Maine’s first crack at ranked-choice voting went off without a hitch, and backers of the voting method are hopeful the results will motivate other states to give it a try.

The state finished its first ranked-choice process Wednesday when it named the winners of Democratic primaries for governor and the 2nd Congressional District.

The system, approved by voters in a 2016 referendum, had voters rank their candidate choices from first to last. It’s currently used in 11 local jurisdictions around the country, as well as in Maine’s primaries and U.S. House and Senate races.

Rob Richie, president of the electoral reform group FairVote, said it’s key that Maine got through the process without major problems. It was the first time ranked-choice voting was used in a statewide primary in the U.S.
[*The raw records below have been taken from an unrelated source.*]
//! Raw wireless emitter observations.

use chrono::{DateTime, SubsecRound, Utc};
use serde::{Deserialize, Serialize};

/// A single sighting of a wireless emitter during an active scan.
#[derive(Debug, Clone, PartialEq, Serialize, Deserialize)]
#[serde(rename_all = "camelCase")]
pub struct EmitterObservation {
    /// Opaque identifier, stable per physical radio.
    pub id: String,
    /// Advertised name. May be empty or generic.
    #[serde(default)]
    pub name: String,
    /// Signal strength in dBm. More negative is weaker.
    pub rssi: i32,
    /// When the sighting was made.
    #[serde(with = "chrono::serde::ts_milliseconds")]
    pub timestamp: DateTime<Utc>,
}

impl EmitterObservation {
    /// Creates an observation stamped with the current time, truncated to
    /// the millisecond precision it is persisted with.
    pub fn new(id: impl Into<String>, name: impl Into<String>, rssi: i32) -> Self {
        Self {
            id: id.into(),
            name: name.into(),
            rssi,
            timestamp: Utc::now().trunc_subsecs(3),
        }
    }
}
Here’s a look at the results, and what to expect in the future.

By the numbers

It took four rounds of tabulations for Attorney General Janet Mills to be declared a winner in a seven-candidate Democratic primary for governor. In the 2nd District Congressional District, it took only one extra round for state Rep. Jared Golden to win a three-candidate primary for Congress.

Additional tabulations were triggered in the races because no one collected a majority of first-round votes. Additional voting rounds, using a system sometimes called “instant runoff,” eliminated last-place finishers. Voters’ second place selections were reallocated to the remaining field.

Secretary of State Matthew Dunlap released the final election results on Wednesday, eight days after voting took place. The results said more than 90 percent of ballots stayed in play until the last voting round. That means the vast majority of voters included Mills or the second-place finisher, attorney Adam Cote, on their ballots.

In the end, more than 54 percent of voters picked Mills under the ranked-choice system. She had picked up 33 percent in the June 12 primary, good for first place at the time.

The results also suggest most voters understood the ballots.

Civility reigns

Mills said despite some attacks among Democratic candidates, ranked-choice voting may have elevated the civility of the campaign overall.

“I think people were cognizant of the fact they couldn’t alienate another candidate or another candidate’s supporters,” she said.

Ranked-choice voters tout increased civility as one of the benefits of the system. But Mills and Cote did spar at times over Mills’ record on gun policy and an out-of-state group’s last-minute, costly purchase of TV ads attacking Cote. Mills said such outside money had little to do with the results

She said the results show she had strong support from Democratic voters overall.

“I’m going to run a positive campaign,” she said.

What comes next?

Ranked-choice voting figures to play a prominent role in Maine’s November general election, which will have two U.S. House races and a U.S. Senate race.

The Senate race pits independent incumbent Angus King against Republican state Sen. Eric Brakey and liberal Democratic activist Zak Ringelstein. In the 1st Congressional District, independent state Rep. Marty Grohman and Republican Mark Holbrook will challenge Democratic U.S. Rep. Chellie Pingree.

King and Pingree are both popular incumbents, but the addition of ranked-choice voting adds a new wrinkle. Ranked choice will not be used in November’s gubernatorial election because of concerns that it could violate the state constitution.